> [PROVIDED DATA]
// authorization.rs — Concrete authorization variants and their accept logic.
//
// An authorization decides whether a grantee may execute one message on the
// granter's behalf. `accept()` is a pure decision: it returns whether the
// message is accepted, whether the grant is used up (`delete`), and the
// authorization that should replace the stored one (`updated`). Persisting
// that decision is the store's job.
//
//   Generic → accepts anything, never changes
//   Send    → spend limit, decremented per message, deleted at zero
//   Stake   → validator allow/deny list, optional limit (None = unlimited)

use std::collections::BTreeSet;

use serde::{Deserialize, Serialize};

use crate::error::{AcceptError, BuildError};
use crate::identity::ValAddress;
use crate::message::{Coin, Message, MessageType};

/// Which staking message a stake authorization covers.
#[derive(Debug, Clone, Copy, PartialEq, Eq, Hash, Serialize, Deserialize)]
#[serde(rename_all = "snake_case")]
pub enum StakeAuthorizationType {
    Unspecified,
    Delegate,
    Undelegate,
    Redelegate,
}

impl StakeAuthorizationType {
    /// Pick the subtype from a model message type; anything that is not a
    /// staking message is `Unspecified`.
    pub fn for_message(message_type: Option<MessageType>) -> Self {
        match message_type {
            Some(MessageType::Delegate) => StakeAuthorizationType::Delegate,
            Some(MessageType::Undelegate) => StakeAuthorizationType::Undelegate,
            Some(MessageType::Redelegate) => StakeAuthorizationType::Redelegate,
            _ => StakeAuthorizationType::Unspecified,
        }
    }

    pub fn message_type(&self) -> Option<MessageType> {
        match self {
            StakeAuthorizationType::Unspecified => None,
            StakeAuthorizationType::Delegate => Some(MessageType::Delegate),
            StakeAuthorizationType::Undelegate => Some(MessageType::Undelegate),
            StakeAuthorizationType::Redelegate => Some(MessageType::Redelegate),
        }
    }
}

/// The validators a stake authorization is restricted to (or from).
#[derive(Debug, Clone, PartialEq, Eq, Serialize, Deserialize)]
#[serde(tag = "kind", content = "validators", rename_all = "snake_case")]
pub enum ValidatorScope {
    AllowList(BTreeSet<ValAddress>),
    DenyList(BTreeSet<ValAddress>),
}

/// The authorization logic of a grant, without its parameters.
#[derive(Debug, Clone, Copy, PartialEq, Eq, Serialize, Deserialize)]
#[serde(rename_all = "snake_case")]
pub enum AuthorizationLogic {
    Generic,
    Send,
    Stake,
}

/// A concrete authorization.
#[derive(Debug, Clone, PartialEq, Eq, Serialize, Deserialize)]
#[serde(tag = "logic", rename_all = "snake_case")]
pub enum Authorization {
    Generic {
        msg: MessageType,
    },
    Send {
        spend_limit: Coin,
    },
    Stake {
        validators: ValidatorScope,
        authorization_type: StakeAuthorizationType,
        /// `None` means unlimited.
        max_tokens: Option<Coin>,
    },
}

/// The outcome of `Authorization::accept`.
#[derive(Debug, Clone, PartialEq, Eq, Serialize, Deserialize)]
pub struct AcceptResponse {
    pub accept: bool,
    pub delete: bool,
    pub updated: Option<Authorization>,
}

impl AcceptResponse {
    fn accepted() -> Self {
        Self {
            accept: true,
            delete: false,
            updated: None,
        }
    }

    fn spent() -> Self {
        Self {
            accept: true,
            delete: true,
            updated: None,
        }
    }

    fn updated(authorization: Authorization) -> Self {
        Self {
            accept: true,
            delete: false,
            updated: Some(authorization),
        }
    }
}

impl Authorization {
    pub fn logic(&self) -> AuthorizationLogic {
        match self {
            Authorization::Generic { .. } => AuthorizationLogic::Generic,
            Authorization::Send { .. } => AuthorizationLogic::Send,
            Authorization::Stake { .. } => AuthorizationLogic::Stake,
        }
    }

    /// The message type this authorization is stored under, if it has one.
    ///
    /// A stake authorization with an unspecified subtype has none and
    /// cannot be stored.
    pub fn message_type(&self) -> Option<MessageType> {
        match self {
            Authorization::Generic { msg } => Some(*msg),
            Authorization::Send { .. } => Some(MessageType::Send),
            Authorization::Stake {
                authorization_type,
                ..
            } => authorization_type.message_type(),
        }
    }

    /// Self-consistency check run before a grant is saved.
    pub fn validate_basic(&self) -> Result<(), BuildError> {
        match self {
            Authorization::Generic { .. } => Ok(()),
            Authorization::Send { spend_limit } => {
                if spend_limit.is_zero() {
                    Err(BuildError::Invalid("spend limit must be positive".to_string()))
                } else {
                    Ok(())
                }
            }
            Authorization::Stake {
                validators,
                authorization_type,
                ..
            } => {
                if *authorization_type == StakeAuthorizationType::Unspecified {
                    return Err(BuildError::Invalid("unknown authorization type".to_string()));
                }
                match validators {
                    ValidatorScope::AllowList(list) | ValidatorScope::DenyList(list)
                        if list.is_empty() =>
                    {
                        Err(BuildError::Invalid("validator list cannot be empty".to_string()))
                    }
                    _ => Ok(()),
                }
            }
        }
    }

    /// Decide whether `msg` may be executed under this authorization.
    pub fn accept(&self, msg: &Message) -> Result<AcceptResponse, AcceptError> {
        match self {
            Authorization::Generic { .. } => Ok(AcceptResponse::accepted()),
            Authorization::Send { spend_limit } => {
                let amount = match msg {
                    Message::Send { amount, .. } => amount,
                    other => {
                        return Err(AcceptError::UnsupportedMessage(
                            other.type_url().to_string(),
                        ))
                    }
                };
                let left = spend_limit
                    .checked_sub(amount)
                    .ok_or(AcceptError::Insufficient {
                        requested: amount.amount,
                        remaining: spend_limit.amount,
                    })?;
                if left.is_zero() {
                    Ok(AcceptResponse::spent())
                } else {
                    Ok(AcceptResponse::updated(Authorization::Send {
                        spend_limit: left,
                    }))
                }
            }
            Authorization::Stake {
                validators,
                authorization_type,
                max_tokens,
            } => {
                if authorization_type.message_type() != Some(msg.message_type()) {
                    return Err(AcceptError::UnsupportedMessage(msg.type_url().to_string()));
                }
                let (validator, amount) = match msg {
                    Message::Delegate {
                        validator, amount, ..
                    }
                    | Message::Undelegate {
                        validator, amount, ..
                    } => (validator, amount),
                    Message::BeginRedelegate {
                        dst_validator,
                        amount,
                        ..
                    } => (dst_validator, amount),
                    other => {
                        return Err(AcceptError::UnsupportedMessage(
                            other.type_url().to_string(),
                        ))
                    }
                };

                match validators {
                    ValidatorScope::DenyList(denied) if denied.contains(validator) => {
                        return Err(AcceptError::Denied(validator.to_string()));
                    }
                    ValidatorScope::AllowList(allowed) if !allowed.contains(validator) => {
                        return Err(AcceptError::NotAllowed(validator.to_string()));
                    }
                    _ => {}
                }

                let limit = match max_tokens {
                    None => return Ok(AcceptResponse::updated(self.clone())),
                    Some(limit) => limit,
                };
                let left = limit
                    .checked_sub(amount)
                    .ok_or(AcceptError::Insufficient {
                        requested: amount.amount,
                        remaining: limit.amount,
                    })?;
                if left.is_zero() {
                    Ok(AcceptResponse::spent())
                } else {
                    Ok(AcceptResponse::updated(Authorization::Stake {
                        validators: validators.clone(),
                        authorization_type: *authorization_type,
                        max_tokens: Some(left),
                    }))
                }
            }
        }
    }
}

==

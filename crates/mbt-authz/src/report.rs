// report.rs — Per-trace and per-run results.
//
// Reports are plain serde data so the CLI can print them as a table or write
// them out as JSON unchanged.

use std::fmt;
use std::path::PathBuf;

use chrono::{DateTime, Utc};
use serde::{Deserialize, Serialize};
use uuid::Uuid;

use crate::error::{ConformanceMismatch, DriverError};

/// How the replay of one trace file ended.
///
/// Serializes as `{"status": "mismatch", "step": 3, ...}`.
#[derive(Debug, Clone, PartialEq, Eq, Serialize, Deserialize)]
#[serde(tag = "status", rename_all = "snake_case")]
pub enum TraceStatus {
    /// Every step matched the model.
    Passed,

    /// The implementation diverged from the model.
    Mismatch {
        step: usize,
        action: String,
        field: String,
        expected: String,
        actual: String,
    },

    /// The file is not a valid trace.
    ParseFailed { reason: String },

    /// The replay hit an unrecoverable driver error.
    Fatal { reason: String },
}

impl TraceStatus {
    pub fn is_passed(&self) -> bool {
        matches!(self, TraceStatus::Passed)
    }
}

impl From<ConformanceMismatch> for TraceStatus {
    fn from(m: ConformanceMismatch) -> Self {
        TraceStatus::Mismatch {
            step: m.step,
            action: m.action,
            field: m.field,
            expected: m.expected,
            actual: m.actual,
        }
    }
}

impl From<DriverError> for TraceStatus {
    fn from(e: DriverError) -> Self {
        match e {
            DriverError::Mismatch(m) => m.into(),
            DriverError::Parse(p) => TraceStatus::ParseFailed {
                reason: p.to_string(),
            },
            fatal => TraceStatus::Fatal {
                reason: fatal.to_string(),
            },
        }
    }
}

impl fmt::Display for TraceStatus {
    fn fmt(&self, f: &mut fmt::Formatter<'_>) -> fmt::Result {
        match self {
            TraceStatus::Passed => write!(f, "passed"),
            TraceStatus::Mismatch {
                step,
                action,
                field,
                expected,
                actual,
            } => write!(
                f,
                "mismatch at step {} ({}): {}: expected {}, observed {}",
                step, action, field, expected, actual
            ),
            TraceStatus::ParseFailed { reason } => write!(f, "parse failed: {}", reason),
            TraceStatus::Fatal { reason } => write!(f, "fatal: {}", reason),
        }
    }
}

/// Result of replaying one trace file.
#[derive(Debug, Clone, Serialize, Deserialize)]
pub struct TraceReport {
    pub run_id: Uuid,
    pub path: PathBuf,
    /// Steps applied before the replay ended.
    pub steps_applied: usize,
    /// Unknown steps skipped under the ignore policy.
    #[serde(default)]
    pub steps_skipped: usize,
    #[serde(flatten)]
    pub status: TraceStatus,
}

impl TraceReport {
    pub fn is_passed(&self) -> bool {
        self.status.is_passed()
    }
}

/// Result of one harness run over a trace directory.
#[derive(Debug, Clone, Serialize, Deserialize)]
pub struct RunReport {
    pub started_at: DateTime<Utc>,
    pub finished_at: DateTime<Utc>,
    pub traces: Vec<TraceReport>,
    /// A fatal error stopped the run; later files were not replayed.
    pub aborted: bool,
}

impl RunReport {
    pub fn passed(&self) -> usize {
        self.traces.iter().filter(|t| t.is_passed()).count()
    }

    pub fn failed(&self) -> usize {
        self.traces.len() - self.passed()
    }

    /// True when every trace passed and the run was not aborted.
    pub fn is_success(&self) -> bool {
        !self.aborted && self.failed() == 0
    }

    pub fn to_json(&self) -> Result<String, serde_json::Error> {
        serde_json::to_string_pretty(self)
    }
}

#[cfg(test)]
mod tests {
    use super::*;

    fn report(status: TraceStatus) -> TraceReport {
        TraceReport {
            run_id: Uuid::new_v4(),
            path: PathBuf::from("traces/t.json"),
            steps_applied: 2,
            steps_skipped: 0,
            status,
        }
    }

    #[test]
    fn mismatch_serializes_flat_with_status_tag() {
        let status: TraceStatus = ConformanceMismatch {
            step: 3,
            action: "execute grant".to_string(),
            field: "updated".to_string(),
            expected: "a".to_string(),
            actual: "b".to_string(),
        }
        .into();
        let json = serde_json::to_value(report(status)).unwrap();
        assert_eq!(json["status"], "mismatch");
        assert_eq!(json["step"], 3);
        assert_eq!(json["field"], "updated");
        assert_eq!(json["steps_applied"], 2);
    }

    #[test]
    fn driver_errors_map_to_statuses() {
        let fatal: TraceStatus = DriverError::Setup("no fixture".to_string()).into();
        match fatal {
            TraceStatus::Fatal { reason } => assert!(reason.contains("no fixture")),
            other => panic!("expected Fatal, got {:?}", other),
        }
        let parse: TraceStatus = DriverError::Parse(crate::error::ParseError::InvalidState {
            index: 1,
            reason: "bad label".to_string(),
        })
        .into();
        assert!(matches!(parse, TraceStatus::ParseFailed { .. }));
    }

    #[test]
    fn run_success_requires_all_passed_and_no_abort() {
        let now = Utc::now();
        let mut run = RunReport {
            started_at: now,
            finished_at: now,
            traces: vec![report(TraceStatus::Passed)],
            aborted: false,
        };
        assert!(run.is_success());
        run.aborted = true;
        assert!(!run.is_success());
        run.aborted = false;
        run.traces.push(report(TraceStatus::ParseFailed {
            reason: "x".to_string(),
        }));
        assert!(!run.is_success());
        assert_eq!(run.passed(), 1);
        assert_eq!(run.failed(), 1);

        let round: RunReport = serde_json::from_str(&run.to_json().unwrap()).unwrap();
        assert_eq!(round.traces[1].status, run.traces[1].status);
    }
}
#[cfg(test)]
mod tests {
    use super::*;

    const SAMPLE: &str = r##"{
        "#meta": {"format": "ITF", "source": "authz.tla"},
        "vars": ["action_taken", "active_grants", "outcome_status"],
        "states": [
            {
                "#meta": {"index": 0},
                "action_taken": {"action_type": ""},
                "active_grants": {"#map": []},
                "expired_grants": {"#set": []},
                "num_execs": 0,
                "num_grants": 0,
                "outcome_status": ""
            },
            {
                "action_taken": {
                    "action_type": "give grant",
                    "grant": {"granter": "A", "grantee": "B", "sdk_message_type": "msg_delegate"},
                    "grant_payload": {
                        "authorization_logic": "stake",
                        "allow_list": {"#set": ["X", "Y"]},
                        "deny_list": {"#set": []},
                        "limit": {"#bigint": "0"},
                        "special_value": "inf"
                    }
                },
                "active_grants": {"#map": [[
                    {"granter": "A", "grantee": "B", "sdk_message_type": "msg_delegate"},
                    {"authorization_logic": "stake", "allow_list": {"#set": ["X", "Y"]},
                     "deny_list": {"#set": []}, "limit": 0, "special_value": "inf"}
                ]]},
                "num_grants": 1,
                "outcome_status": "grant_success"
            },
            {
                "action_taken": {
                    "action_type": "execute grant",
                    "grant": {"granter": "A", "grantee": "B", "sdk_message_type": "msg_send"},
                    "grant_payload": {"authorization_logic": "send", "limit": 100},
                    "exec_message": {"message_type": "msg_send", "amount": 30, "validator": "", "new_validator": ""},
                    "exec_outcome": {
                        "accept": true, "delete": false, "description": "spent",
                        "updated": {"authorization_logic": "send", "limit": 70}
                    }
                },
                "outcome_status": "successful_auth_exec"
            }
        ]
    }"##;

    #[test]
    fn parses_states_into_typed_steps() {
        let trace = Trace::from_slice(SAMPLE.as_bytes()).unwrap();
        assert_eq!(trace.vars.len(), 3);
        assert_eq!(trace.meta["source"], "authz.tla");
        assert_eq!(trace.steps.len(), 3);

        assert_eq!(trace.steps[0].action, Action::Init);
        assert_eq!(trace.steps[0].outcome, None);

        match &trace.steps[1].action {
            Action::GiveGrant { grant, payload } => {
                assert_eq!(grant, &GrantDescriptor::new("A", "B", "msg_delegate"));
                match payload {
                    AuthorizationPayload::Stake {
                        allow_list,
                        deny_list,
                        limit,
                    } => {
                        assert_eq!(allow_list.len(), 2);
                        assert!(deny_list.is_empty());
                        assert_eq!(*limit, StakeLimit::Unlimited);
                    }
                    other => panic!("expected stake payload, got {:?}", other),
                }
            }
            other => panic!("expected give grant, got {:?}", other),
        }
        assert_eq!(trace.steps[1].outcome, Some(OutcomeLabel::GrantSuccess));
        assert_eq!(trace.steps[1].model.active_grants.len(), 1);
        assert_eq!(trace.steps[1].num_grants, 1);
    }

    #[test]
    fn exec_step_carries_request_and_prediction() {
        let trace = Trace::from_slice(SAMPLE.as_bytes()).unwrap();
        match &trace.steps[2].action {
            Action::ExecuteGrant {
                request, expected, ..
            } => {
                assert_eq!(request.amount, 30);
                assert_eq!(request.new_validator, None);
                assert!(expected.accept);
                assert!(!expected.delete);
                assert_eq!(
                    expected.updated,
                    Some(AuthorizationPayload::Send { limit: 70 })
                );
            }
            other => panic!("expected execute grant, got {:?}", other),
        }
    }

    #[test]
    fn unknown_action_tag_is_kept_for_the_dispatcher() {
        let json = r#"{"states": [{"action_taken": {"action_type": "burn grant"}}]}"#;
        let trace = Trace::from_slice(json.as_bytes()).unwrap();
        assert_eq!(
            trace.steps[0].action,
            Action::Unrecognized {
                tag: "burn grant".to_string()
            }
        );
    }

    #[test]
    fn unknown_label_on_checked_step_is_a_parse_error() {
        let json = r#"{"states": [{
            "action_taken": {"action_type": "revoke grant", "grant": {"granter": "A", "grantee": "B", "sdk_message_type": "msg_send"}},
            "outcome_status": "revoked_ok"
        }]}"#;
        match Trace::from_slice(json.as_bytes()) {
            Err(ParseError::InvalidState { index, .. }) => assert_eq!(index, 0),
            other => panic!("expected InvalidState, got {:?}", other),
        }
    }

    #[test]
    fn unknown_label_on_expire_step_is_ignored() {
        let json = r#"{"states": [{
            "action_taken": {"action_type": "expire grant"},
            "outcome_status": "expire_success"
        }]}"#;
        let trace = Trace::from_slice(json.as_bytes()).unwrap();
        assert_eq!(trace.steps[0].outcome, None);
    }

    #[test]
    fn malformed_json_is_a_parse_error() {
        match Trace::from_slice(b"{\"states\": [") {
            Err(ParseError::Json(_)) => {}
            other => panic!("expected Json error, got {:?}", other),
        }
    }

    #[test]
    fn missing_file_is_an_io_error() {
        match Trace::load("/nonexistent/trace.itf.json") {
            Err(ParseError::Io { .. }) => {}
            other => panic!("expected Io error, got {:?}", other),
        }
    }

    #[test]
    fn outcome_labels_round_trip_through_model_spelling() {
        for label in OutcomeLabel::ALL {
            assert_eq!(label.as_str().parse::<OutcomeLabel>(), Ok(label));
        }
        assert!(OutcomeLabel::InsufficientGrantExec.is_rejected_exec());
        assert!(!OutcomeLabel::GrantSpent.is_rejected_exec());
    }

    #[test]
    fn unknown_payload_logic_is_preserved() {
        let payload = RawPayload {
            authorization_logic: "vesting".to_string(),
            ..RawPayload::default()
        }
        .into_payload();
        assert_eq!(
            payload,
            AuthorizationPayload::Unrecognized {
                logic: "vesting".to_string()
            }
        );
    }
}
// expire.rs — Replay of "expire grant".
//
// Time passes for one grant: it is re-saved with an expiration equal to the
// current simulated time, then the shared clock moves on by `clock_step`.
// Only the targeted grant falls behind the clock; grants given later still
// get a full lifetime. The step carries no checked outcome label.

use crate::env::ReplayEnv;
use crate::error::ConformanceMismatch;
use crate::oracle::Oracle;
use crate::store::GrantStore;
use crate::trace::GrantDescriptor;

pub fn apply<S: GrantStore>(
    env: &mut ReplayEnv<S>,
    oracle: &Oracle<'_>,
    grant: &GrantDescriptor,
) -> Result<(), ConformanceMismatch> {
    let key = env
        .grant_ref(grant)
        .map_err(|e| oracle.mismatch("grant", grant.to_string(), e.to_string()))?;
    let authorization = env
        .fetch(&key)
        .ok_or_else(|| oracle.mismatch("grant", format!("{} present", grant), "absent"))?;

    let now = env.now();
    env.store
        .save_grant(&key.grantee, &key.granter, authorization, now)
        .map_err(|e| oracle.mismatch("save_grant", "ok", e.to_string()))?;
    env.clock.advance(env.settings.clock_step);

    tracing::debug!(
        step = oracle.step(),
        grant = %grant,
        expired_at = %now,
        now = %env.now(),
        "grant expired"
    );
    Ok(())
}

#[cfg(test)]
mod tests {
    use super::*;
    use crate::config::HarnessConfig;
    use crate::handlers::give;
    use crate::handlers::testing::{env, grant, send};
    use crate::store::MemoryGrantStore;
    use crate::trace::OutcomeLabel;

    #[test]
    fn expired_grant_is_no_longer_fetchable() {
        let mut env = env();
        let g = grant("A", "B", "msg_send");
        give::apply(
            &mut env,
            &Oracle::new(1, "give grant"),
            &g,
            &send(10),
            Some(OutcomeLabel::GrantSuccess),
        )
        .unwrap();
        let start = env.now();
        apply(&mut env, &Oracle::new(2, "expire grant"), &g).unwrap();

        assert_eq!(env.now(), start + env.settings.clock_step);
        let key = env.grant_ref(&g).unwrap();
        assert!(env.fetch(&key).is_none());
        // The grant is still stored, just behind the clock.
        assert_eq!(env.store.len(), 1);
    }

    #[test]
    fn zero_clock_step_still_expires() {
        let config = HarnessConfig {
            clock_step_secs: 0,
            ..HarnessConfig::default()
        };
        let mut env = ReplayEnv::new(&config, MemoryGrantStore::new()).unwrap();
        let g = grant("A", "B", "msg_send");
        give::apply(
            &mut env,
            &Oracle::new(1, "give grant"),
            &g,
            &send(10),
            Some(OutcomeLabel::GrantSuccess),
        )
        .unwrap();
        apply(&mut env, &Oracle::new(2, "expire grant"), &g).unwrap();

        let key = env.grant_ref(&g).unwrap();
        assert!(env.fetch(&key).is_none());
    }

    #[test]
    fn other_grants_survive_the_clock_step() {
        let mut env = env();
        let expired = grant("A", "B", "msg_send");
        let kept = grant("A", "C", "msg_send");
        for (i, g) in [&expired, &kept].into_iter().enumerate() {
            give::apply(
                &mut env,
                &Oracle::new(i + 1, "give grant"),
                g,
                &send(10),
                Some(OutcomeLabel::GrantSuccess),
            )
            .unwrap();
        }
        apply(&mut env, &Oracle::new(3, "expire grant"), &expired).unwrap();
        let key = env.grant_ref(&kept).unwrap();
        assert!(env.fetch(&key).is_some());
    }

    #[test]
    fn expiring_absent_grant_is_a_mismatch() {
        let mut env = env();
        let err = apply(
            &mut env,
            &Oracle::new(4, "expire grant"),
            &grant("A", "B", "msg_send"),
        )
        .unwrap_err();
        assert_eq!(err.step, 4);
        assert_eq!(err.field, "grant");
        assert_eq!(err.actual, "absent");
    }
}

> [DIRECTIONS FOR THIS TASK]
Give the number of lines that hold the word "aborted" in these records, with nothing added.

> [RESPONSE TO THIS TASK]
6